_ACTION ITEM_
Set down exactly the lines below between the line holding "uppercase form is" and the line holding "one alphabetic character.", inclusive; no other line belongs in the answer.

===== SOURCE MATERIAL

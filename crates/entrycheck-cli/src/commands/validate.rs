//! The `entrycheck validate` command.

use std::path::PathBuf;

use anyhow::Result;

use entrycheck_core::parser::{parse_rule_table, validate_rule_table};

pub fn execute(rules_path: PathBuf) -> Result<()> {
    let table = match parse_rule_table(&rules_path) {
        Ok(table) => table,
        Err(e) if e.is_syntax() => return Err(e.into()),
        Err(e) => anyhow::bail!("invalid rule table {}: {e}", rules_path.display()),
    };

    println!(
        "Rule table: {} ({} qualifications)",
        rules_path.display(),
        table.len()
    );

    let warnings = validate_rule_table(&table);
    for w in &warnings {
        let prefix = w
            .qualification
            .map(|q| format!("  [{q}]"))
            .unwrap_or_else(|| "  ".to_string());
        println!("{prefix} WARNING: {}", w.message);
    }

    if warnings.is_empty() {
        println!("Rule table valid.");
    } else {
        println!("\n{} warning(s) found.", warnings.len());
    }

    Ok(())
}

==========
===== SOURCE MATERIAL

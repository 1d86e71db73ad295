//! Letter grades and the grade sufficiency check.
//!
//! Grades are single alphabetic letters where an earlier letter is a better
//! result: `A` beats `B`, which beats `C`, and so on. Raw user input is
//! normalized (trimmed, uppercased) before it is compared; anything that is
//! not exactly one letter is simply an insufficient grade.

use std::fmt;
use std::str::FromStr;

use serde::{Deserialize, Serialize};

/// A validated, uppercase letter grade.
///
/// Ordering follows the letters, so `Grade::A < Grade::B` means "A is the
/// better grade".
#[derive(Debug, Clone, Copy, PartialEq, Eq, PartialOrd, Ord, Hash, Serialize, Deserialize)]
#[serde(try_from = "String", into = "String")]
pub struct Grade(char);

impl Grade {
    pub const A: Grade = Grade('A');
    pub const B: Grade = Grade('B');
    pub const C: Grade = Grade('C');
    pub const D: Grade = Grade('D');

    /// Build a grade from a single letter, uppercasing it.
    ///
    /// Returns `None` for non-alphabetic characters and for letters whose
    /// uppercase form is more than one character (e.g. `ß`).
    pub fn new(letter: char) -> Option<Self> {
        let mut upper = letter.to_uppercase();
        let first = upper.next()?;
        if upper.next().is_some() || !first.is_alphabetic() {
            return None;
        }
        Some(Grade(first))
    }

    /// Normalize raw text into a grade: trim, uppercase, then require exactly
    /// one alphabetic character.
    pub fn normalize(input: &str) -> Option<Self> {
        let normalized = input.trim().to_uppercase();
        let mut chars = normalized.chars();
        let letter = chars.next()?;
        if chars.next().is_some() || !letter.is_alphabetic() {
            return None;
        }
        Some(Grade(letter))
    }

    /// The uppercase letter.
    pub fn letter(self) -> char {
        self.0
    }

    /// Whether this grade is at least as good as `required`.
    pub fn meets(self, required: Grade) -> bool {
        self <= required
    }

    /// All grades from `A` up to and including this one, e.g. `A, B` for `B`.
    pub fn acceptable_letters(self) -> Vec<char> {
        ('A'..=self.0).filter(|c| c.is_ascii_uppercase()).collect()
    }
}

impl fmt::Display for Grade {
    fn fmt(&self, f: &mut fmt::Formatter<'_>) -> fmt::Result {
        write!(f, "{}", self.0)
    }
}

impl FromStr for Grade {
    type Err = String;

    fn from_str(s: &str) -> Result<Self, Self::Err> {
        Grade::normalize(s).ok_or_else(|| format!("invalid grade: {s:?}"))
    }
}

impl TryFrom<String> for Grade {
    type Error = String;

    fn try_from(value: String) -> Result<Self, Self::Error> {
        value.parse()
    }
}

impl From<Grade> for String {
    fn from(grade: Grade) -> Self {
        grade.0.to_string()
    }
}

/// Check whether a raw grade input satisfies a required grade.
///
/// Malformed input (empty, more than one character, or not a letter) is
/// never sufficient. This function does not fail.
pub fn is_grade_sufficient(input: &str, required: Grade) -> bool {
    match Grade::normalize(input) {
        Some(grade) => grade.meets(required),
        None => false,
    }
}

==========

_WRITTEN REPLY_
    /// uppercase form is more than one character (e.g. `ß`).
    pub fn new(letter: char) -> Option<Self> {
        let mut upper = letter.to_uppercase();
        let first = upper.next()?;
        if upper.next().is_some() || !first.is_alphabetic() {
            return None;
        }
        Some(Grade(first))
    }

    /// Normalize raw text into a grade: trim, uppercase, then require exactly
    /// one alphabetic character.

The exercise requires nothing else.